Em 1970, o Censo a população surpreendeu Portugal: apenas 8,6 milhões de residentes, menos do que o esperado. A surpresa era, afinal, uma evidência - o país esvaziava-se. Nesse ano saíram de Portugal, pelo menos, mais de 180 mil portugueses. Fugiam da pobreza, da Guerra Colonial, do regime. A emigração era, na leitura da época, um sinal de atraso, parecia assumir números impressionantes e definir a identidade do país, do que ia e do que ficava.

Cinquenta anos depois, em 2020, as Nações Unidas estimaram em cerca de 2,1 milhões as pessoas nascidas em Portugal a viver no estrangeiro - aproximadamente 21% da população residente.
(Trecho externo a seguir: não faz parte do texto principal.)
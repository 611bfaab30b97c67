use lyon::geom::{CubicBezierSegment, QuadraticBezierSegment};
use log::trace;

use super::{Glyph, PathCommand, PathStep};
use crate::spacial::{FromLyonPoint, Position, Reflect, ToLyonPoint};

/// Tolerance, in font units, used when measuring a curve's length.
const LENGTH_TOLERANCE: f64 = 0.1;

#[derive(Debug, Clone, Copy, PartialEq)]
#[cfg_attr(feature = "serde", derive(serde::Serialize, serde::Deserialize))]
pub struct FlattenOptions {
    /// Target curve length per straight segment, in font units.
    pub curve_resolution: f64,
    pub min_steps: usize,
    pub max_steps: usize,
}

impl Default for FlattenOptions {
    fn default() -> Self {
        Self {
            curve_resolution: 10.0,
            min_steps: 4,
            max_steps: 100,
        }
    }
}

impl FlattenOptions {
    /// Segments for a curve of `length` font units, at least one.
    ///
    /// `max_steps` wins when the bounds are inverted (e.g. a hand-edited config).
    pub fn curve_steps(&self, length: f64) -> usize {
        let steps = (length / self.curve_resolution).round();
        // NaN and negative lengths become 0 and are clamped
        (steps as usize)
            .max(self.min_steps)
            .min(self.max_steps)
            .max(1)
    }
}

#[derive(Debug, Clone, Copy, PartialEq, Eq)]
enum CurveFamily {
    Cubic,
    Quadratic,
}

/// Interpreter state threaded through a glyph's path steps.
#[derive(Debug)]
struct PathInterpreter<'a> {
    options: &'a FlattenOptions,
    pen: Position,
    subpath_start: Position,
    points: Vec<Position>,
    /// Control point of the previous curve command, for the smooth shorthand forms.
    last_control: Option<(CurveFamily, Position)>,
    subpaths: Vec<Vec<Position>>,
}

/// Flatten a glyph's outline into closed polylines, one per subpath, in font units.
///
/// Subpaths are returned in traversal order, which is the order the glyph's polarity string refers to.
#[profiling::function]
pub fn flatten_glyph(glyph: &Glyph, options: &FlattenOptions) -> Vec<Vec<Position>> {
    flatten_steps(glyph.steps(), options)
}

pub fn flatten_steps(steps: &[PathStep], options: &FlattenOptions) -> Vec<Vec<Position>> {
    let mut interpreter = PathInterpreter {
        options,
        pen: Position::origin(),
        subpath_start: Position::origin(),
        points: Vec::new(),
        last_control: None,
        subpaths: Vec::new(),
    };

    for step in steps {
        interpreter.apply(step);
    }
    interpreter.flush();

    trace!("flattened {} steps into {} subpaths", steps.len(), interpreter.subpaths.len());
    interpreter.subpaths
}

impl PathInterpreter<'_> {
    fn apply(&mut self, step: &PathStep) {
        let command = step.command();

        if command == PathCommand::ClosePath {
            self.close();
            self.last_control = None;
            return;
        }

        for (group_index, args) in step
            .params()
            .chunks_exact(command.arity())
            .enumerate()
        {
            let resolve = |pen: Position, x: f64, y: f64| match step.is_relative() {
                true => Position::new(pen.x + x, pen.y + y),
                false => Position::new(x, y),
            };

            match command {
                // subsequent pairs of a moveto are implicit linetos
                PathCommand::MoveTo if group_index == 0 => {
                    let target = resolve(self.pen, args[0], args[1]);
                    self.move_to(target);
                }
                PathCommand::MoveTo | PathCommand::LineTo => {
                    let target = resolve(self.pen, args[0], args[1]);
                    self.line_to(target);
                }
                PathCommand::HorizontalLineTo => {
                    let x = match step.is_relative() {
                        true => self.pen.x + args[0],
                        false => args[0],
                    };
                    self.line_to(Position::new(x, self.pen.y));
                }
                PathCommand::VerticalLineTo => {
                    let y = match step.is_relative() {
                        true => self.pen.y + args[0],
                        false => args[0],
                    };
                    self.line_to(Position::new(self.pen.x, y));
                }
                PathCommand::CubicTo => {
                    let ctrl1 = resolve(self.pen, args[0], args[1]);
                    let ctrl2 = resolve(self.pen, args[2], args[3]);
                    let to = resolve(self.pen, args[4], args[5]);
                    self.cubic_to(ctrl1, ctrl2, to);
                }
                PathCommand::SmoothCubicTo => {
                    let ctrl1 = self.reflected_control(CurveFamily::Cubic);
                    let ctrl2 = resolve(self.pen, args[0], args[1]);
                    let to = resolve(self.pen, args[2], args[3]);
                    self.cubic_to(ctrl1, ctrl2, to);
                }
                PathCommand::QuadraticTo => {
                    let ctrl = resolve(self.pen, args[0], args[1]);
                    let to = resolve(self.pen, args[2], args[3]);
                    self.quadratic_to(ctrl, to);
                }
                PathCommand::SmoothQuadraticTo => {
                    let ctrl = self.reflected_control(CurveFamily::Quadratic);
                    let to = resolve(self.pen, args[0], args[1]);
                    self.quadratic_to(ctrl, to);
                }
                PathCommand::ClosePath => unreachable!(),
            }
        }

        if !matches!(
            command,
            PathCommand::CubicTo | PathCommand::SmoothCubicTo | PathCommand::QuadraticTo | PathCommand::SmoothQuadraticTo
        ) {
            self.last_control = None;
        }
    }

    /// The previous curve's control point mirrored through the pen, or the pen itself (a zero tangent) when the
    /// previous command was not a curve of the same family.
    fn reflected_control(&self, family: CurveFamily) -> Position {
        match self.last_control {
            Some((last_family, control)) if last_family == family => control.reflect_about(self.pen),
            _ => self.pen,
        }
    }

    fn move_to(&mut self, target: Position) {
        self.flush();
        self.pen = target;
        self.subpath_start = target;
        self.points.push(target);
    }

    /// A drawing command straight after a closepath continues from the closed subpath's start.
    fn ensure_started(&mut self) {
        if self.points.is_empty() {
            self.subpath_start = self.pen;
            self.points.push(self.pen);
        }
    }

    fn line_to(&mut self, target: Position) {
        self.ensure_started();
        self.points.push(target);
        self.pen = target;
    }

    fn cubic_to(&mut self, ctrl1: Position, ctrl2: Position, to: Position) {
        self.ensure_started();
        let segment = CubicBezierSegment {
            from: self.pen.to_lyon(),
            ctrl1: ctrl1.to_lyon(),
            ctrl2: ctrl2.to_lyon(),
            to: to.to_lyon(),
        };
        sample_curve(&segment, self.options, &mut self.points);
        self.pen = to;
        self.last_control = Some((CurveFamily::Cubic, ctrl2));
    }

    fn quadratic_to(&mut self, ctrl: Position, to: Position) {
        self.ensure_started();
        let segment = QuadraticBezierSegment {
            from: self.pen.to_lyon(),
            ctrl: ctrl.to_lyon(),
            to: to.to_lyon(),
        }
        .to_cubic();
        sample_curve(&segment, self.options, &mut self.points);
        self.pen = to;
        self.last_control = Some((CurveFamily::Quadratic, ctrl));
    }

    fn close(&mut self) {
        if self.points.is_empty() {
            return;
        }
        if self.points.last() != Some(&self.subpath_start) {
            self.points.push(self.subpath_start);
        }
        self.flush();
        self.pen = self.subpath_start;
    }

    /// Ends the open subpath; a lone moveto point is not a region and is dropped.
    fn flush(&mut self) {
        let points = std::mem::take(&mut self.points);
        if points.len() >= 2 {
            self.subpaths.push(points);
        }
    }
}

/// Append `steps` samples of the curve at equal parameter increments, excluding its start point.
fn sample_curve(segment: &CubicBezierSegment<f64>, options: &FlattenOptions, points: &mut Vec<Position>) {
    let length = segment.approximate_length(LENGTH_TOLERANCE);
    let steps = options.curve_steps(length);

    for i in 1..steps {
        let t = i as f64 / steps as f64;
        points.push(Position::from_lyon(segment.sample(t)));
    }
    points.push(Position::from_lyon(segment.to));
}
Em 1970, essa proporção rondava os 9 a 10%. O país enriqueceu, integrou-se no espaço europeu, democratizou-se, urbanizou-se, alfabetizou-se e... esvaziou-se ainda mais.

Como se explica esta aparente contradição?

Uma parte da resposta está nos incentivos que a própria democracia e a integração europeia criaram. Sair de Portugal, circular pelo mundo e poder residir legalmente noutro Estado tornou-se muito mais fácil e mais barato. Portugal entrou na CEE em 1986 com um salário mínimo de pouco mais de 22 mil escudos -........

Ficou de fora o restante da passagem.